= Angelo Maria Benincori =

18th–19th century Italian composer

Angelo Maria Benincori (28 March 1779 – 30 December 1821) was an Italian composer. He wrote string quartets and, in Paris, endeavoured to be a successful composer of operas; his greatest success in that genre, the performance of his completion of Nicolas Isouard's opera Aladin, came a few weeks after his death. He was most admired for his string quartets.

==Life==
Benincori was born in Brescia on March 28, 1779. His father was secretary to the Duke of Parma; at Parma he studied, at an early age, music theory with Gasparo Ghiretti and violin with Alessandro Rolla; his concert debut, aged eight, was at the ducal court, playing a violin concerto. He later studied with Domenico Cimarosa. Aged 14, he wrote a mass which was performed.

In 1797 Benincori traveled to Spain with his brother, the cellist Giuseppe Benincori.
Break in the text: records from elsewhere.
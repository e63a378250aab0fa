use crate::config::ALL_SENTINEL;
use serde::Deserialize;
use serde::Serialize;
use std::fmt;

/// A categorical filter selection: the `"all"` sentinel or one value.
#[derive(Clone, Debug, Default, PartialEq, Eq, Hash, Serialize, Deserialize)]
#[serde(from = "String", into = "String")]
pub enum FacetFilter {
    #[default]
    All,
    Only(String),
}

impl FacetFilter {
    pub fn only(value: impl Into<String>) -> Self {
        Self::from(value.into())
    }

    pub fn is_all(&self) -> bool {
        matches!(self, FacetFilter::All)
    }

    pub fn selected(&self) -> Option<&str> {
        match self {
            FacetFilter::All => None,
            FacetFilter::Only(value) => Some(value.as_str()),
        }
    }

    pub fn as_str(&self) -> &str {
        self.selected().unwrap_or(ALL_SENTINEL)
    }
}

impl From<String> for FacetFilter {
    fn from(value: String) -> Self {
        if value == ALL_SENTINEL {
            FacetFilter::All
        } else {
            FacetFilter::Only(value)
        }
    }
}

impl From<&str> for FacetFilter {
    fn from(value: &str) -> Self {
        Self::from(value.to_string())
    }
}

impl From<FacetFilter> for String {
    fn from(filter: FacetFilter) -> Self {
        match filter {
            FacetFilter::All => ALL_SENTINEL.to_string(),
            FacetFilter::Only(value) => value,
        }
    }
}

impl fmt::Display for FacetFilter {
    fn fmt(&self, f: &mut fmt::Formatter<'_>) -> fmt::Result {
        f.write_str(self.as_str())
    }
}

/// Result ordering. Any unrecognised spelling decodes to [`SortKey::Unsorted`],
/// which keeps filter order.
#[derive(Clone, Copy, Debug, Default, PartialEq, Eq, Hash, Serialize, Deserialize)]
#[serde(from = "String", into = "String")]
pub enum SortKey {
    #[default]
    Newest,
    Oldest,
    TitleAsc,
    TitleDesc,
    Unsorted,
}

impl SortKey {
    pub fn as_str(self) -> &'static str {
        match self {
            SortKey::Newest => "newest",
            SortKey::Oldest => "oldest",
            SortKey::TitleAsc => "titleAsc",
            SortKey::TitleDesc => "titleDesc",
            SortKey::Unsorted => "unsorted",
        }
    }

    pub fn parse(raw: &str) -> Self {
        match raw {
            "newest" => SortKey::Newest,
            "oldest" => SortKey::Oldest,
            "titleAsc" | "title-asc" => SortKey::TitleAsc,
            "titleDesc" | "title-desc" => SortKey::TitleDesc,
            _ => SortKey::Unsorted,
        }
    }
}

impl From<String> for SortKey {
    fn from(value: String) -> Self {
        Self::parse(&value)
    }
}

impl From<SortKey> for String {
    fn from(key: SortKey) -> Self {
        key.as_str().to_string()
    }
}

impl fmt::Display for SortKey {
    fn fmt(&self, f: &mut fmt::Formatter<'_>) -> fmt::Result {
        f.write_str(self.as_str())
    }
}

/// Presentation hint carried with the query; never affects filtering or order.
#[derive(Clone, Copy, Debug, Default, PartialEq, Eq, Hash, Serialize, Deserialize)]
#[serde(from = "String", into = "String")]
pub enum ViewMode {
    #[default]
    Grid,
    List,
}

impl ViewMode {
    pub fn as_str(self) -> &'static str {
        match self {
            ViewMode::Grid => "grid",
            ViewMode::List => "list",
        }
    }
}

impl From<String> for ViewMode {
    fn from(value: String) -> Self {
        match value.as_str() {
            "list" => ViewMode::List,
            _ => ViewMode::Grid,
        }
    }
}

impl From<ViewMode> for String {
    fn from(mode: ViewMode) -> Self {
        mode.as_str().to_string()
    }
}

/// The user-selected browse parameters for one session.
#[derive(Clone, Debug, Default, PartialEq, Eq, Serialize, Deserialize)]
#[serde(default, rename_all = "camelCase")]
pub struct QueryState {
    pub search_text: String,
    pub category_filter: FacetFilter,
    pub status_filter: FacetFilter,
    pub year_filter: FacetFilter,
    pub sort_key: SortKey,
    pub view_mode: ViewMode,
}

impl QueryState {
    pub fn with_search(mut self, text: impl Into<String>) -> Self {
        self.search_text = text.into();
        self
    }

    pub fn with_category(mut self, category: impl Into<FacetFilter>) -> Self {
        self.category_filter = category.into();
        self
    }

    pub fn with_status(mut self, status: impl Into<FacetFilter>) -> Self {
        self.status_filter = status.into();
        self
    }

    pub fn with_year(mut self, year: impl Into<FacetFilter>) -> Self {
        self.year_filter = year.into();
        self
    }

    pub fn with_sort(mut self, sort_key: SortKey) -> Self {
        self.sort_key = sort_key;
        self
    }

    pub fn with_view(mut self, view_mode: ViewMode) -> Self {
        self.view_mode = view_mode;
        self
    }

    /// True when at least one filter token would be shown.
    pub fn has_active_filters(&self) -> bool {
        crate::active_filters::FilterKind::ORDER
            .iter()
            .any(|kind| kind.is_active(self))
    }
}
The trip was unprofitable with the brother losing all their money, and Giuseppe contracting a fever which led to his death. Angelo's opera Nitteti (1797) was produced in Italy, and well received also in Vienna about 1800. In Vienna he met Joseph Haydn, with whose string quartets he was so impressed as to abandon dramatic composition for a time and write only quartets. The string quartet is the form in which he achieved his greatest success as a composer; most of which were written in a vein clearly influenced by Haydn.
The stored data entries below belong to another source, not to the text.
use crate::active_filters::ActiveFilterToken;
use crate::active_filters::describe;
use crate::config::DiscoveryConfig;
use crate::config::Vocabulary;
use crate::error::Result;
use crate::facets::DashboardSummary;
use crate::filter::filter_projects;
use crate::query::QueryState;
use crate::query::ViewMode;
use crate::record::ProjectRecord;
use crate::sort::TitleCollator;
use crate::sort::sort_projects;
use serde::Serialize;
use std::time::Instant;
use tracing::debug;

/// Runs the filter, sort and describe stages against a caller-owned record
/// snapshot. Holds only configuration; every call recomputes from scratch.
#[derive(Debug)]
pub struct DiscoveryEngine {
    config: DiscoveryConfig,
    collator: TitleCollator,
}

impl DiscoveryEngine {
    pub fn new(config: DiscoveryConfig) -> Result<Self> {
        config.validate()?;
        let collator = TitleCollator::for_locale(&config.parsed_locale()?);
        Ok(Self { config, collator })
    }

    pub fn vocabulary(&self) -> &Vocabulary {
        &self.config.vocabulary
    }

    pub fn filter<'a>(
        &self,
        records: &'a [ProjectRecord],
        query: &QueryState,
    ) -> Vec<&'a ProjectRecord> {
        filter_projects(records, query, self.vocabulary())
    }

    pub fn sort<'a>(
        &self,
        subset: &[&'a ProjectRecord],
        query: &QueryState,
    ) -> Vec<&'a ProjectRecord> {
        sort_projects(subset, query.sort_key, &self.collator)
    }

    pub fn browse<'a>(&self, records: &'a [ProjectRecord], query: &QueryState) -> BrowseView<'a> {
        let start = Instant::now();
        let subset = self.filter(records, query);
        let projects = self.sort(&subset, query);
        let view = BrowseView {
            projects,
            active_filters: describe(query),
            total: records.len(),
            view_mode: query.view_mode,
        };
        debug!(
            total = view.total,
            matched = view.matched(),
            sort = %query.sort_key,
            elapsed_us = start.elapsed().as_micros() as u64,
            "browse"
        );
        view
    }

    pub fn dashboard(&self, records: &[ProjectRecord]) -> DashboardSummary {
        DashboardSummary::summarize(records, self.vocabulary())
    }
}

/// Everything a listing page needs for one query.
#[derive(Clone, Debug, Serialize)]
#[serde(rename_all = "camelCase")]
pub struct BrowseView<'a> {
    pub projects: Vec<&'a ProjectRecord>,
    pub active_filters: Vec<ActiveFilterToken>,
    pub total: usize,
    pub view_mode: ViewMode,
}

impl BrowseView<'_> {
    pub fn matched(&self) -> usize {
        self.projects.len()
    }

    pub fn is_filtered(&self) -> bool {
        !self.active_filters.is_empty()
    }

    pub fn headline(&self) -> String {
        match self.matched() {
            1 => "1 Project Found".to_string(),
            n => format!("{n} Projects Found"),
        }
    }

    pub fn subtitle(&self) -> &'static str {
        if self.is_filtered() {
            "Filtered results"
        } else {
            "Showing all projects"
        }
    }
}
use crate::config::Vocabulary;
use crate::query::FacetFilter;
use crate::query::QueryState;
use crate::record::ProjectRecord;

/// Returns the records that satisfy every active predicate of `query`, in
/// store order. With no active filter this is the whole store.
///
/// A categorical selection outside the vocabulary matches nothing, even if
/// some record carries the same out-of-vocabulary value.
pub fn filter_projects<'a>(
    records: &'a [ProjectRecord],
    query: &QueryState,
    vocabulary: &Vocabulary,
) -> Vec<&'a ProjectRecord> {
    let filters = FilterSet::new(query, vocabulary);
    records
        .iter()
        .filter(|record| filters.matches(record))
        .collect()
}

/// Single-record form of [`filter_projects`].
pub fn project_matches(
    record: &ProjectRecord,
    query: &QueryState,
    vocabulary: &Vocabulary,
) -> bool {
    FilterSet::new(query, vocabulary).matches(record)
}

enum Selection<'q> {
    Any,
    Exactly(&'q str),
    Nothing,
}

impl<'q> Selection<'q> {
    fn new(filter: &'q FacetFilter, known: impl Fn(&str) -> bool) -> Self {
        match filter.selected() {
            None => Selection::Any,
            Some(value) if known(value) => Selection::Exactly(value),
            Some(_) => Selection::Nothing,
        }
    }

    fn admits(&self, value: Option<&str>) -> bool {
        match self {
            Selection::Any => true,
            Selection::Exactly(wanted) => value == Some(*wanted),
            Selection::Nothing => false,
        }
    }
}

struct FilterSet<'q> {
    needle: Option<String>,
    category: Selection<'q>,
    status: Selection<'q>,
    year: Selection<'q>,
}

impl<'q> FilterSet<'q> {
    fn new(query: &'q QueryState, vocabulary: &Vocabulary) -> Self {
        let needle = if query.search_text.is_empty() {
            None
        } else {
            Some(query.search_text.to_lowercase())
        };
        Self {
            needle,
            category: Selection::new(&query.category_filter, |value| {
                vocabulary.has_category(value)
            }),
            status: Selection::new(&query.status_filter, |value| vocabulary.has_status(value)),
            year: Selection::new(&query.year_filter, |value| {
                vocabulary.has_academic_year(value)
            }),
        }
    }

    fn matches(&self, record: &ProjectRecord) -> bool {
        if let Some(needle) = &self.needle
            && !matches_search(record, needle)
        {
            return false;
        }
        self.category.admits(record.department())
            && self.status.admits(record.status())
            && self.year.admits(record.academic_year())
    }
}

fn matches_search(record: &ProjectRecord, needle: &str) -> bool {
    let hit = |haystack: &str| haystack.to_lowercase().contains(needle);
    hit(record.title())
        || hit(record.description())
        || hit(record.abstract_text())
        || record.contributor_terms().any(hit)
        || record
            .technologies_used
            .iter()
            .any(|tech| hit(tech.as_str()))
}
In 1803 he went to Paris, where his quartets had been published, and wrote two operas, Galatée ou le Nouveau Pygmalion and Hésione, which were accepted by the Académie Impériale de Musique but never performed. Meanwhile, he struggled to gain a living by teaching. Théâtre Feydeau staged three comic operas by Benincori: Les Parents d'un jour (1815; libretto by Amédée de Beauplan); La promesse de Mariage ou Le Retour au Hameau (1818; libretto by Michel Dieulafoy and Nicolas Gersin), and Les Epoux indiscrets ou Le danger des confidences (1819; libretto by Saint-Alme and C. de Saint-Just). They were not successful.

He was commissioned to complete an opera by Nicolas Isouard, who had died leaving his opera Aladin ou la lampe merveilleuse (libretto by Charles-Guillaume Étienne) unfinished. Most of the first two acts had been written; Benincourt composed the remaining three acts, parts of the first two acts, and the overture.
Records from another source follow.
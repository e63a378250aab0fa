use clap::Parser;
use showcase_cli::Cli;

#[tokio::main]
async fn main() -> anyhow::Result<()> {
    showcase_cli::logging::init();
    Cli::parse().run().await
}
use crate::error::Result;
use crate::error::SourceError;
use serde::Deserialize;
use serde::Serialize;
use std::path::Path;
use std::time::Duration;

/// Connection settings for the showcase backend
#[derive(Debug, Clone, PartialEq, Eq, Serialize, Deserialize)]
pub struct ClientConfig {
    /// Backend root, without the `/project` prefix
    #[serde(default = "default_base_url")]
    pub base_url: String,

    /// Per-request timeout in seconds
    #[serde(default = "default_timeout_secs")]
    pub timeout_secs: u64,
}

fn default_base_url() -> String {
    "http://localhost:5000".to_string()
}

fn default_timeout_secs() -> u64 {
    30
}

impl Default for ClientConfig {
    fn default() -> Self {
        Self {
            base_url: default_base_url(),
            timeout_secs: default_timeout_secs(),
        }
    }
}

impl ClientConfig {
    pub fn with_base_url(mut self, base_url: impl Into<String>) -> Self {
        self.base_url = base_url.into();
        self
    }

    pub fn timeout(&self) -> Duration {
        Duration::from_secs(self.timeout_secs)
    }

    /// Validate configuration
    pub fn validate(&self) -> Result<()> {
        let url = self.base_url.trim();
        if url.is_empty() {
            return Err(SourceError::InvalidBaseUrl {
                url: self.base_url.clone(),
                reason: "base URL must not be blank".to_string(),
            });
        }
        if !(url.starts_with("http://") || url.starts_with("https://")) {
            return Err(SourceError::InvalidBaseUrl {
                url: self.base_url.clone(),
                reason: "expected an http:// or https:// URL".to_string(),
            });
        }
        if self.timeout_secs == 0 {
            return Err(SourceError::InvalidConfig(
                "timeout_secs must be greater than 0".to_string(),
            ));
        }
        Ok(())
    }

    pub fn from_toml_str(raw: &str) -> Result<Self> {
        let config: Self = toml::from_str(raw)?;
        config.validate()?;
        Ok(config)
    }

    pub fn load(path: &Path) -> Result<Self> {
        let raw = std::fs::read_to_string(path)?;
        Self::from_toml_str(&raw)
    }
}

#[cfg(test)]
mod tests {
    use super::*;
    use pretty_assertions::assert_eq;

    #[test]
    fn default_config_valid() {
        let config = ClientConfig::default();
        assert!(config.validate().is_ok());
        assert_eq!(config.base_url, "http://localhost:5000");
        assert_eq!(config.timeout(), Duration::from_secs(30));
    }

    #[test]
    fn rejects_bad_values() {
        let config = ClientConfig::default().with_base_url("ftp://example.edu");
        assert!(matches!(
            config.validate(),
            Err(SourceError::InvalidBaseUrl { .. })
        ));

        let config = ClientConfig {
            timeout_secs: 0,
            ..Default::default()
        };
        assert!(matches!(
            config.validate(),
            Err(SourceError::InvalidConfig(_))
        ));
    }

    #[test]
    fn load_reads_partial_file() {
        let dir = tempfile::tempdir().expect("tempdir");
        let path = dir.path().join("client.toml");
        std::fs::write(&path, "timeout_secs = 5\n").expect("write config");
        let config = ClientConfig::load(&path).expect("load config");
        assert_eq!(config.timeout_secs, 5);
        assert_eq!(config.base_url, "http://localhost:5000");
    }
}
Benincori died in Belleville, Paris on 30 December 1821, aged 42, six weeks before Aladin opened on 6 February 1822. It was enthusiastically received; the theatre was lit by gas lighting for the first time, which may have contributed to its success. The opera had a further 137 performances.

He left many compositions in manuscript, including a symphony dedicated to Haydn, and a mass. The scores of his operas staged at the Théâtre Feydeau were not published, but some of the arias were printed.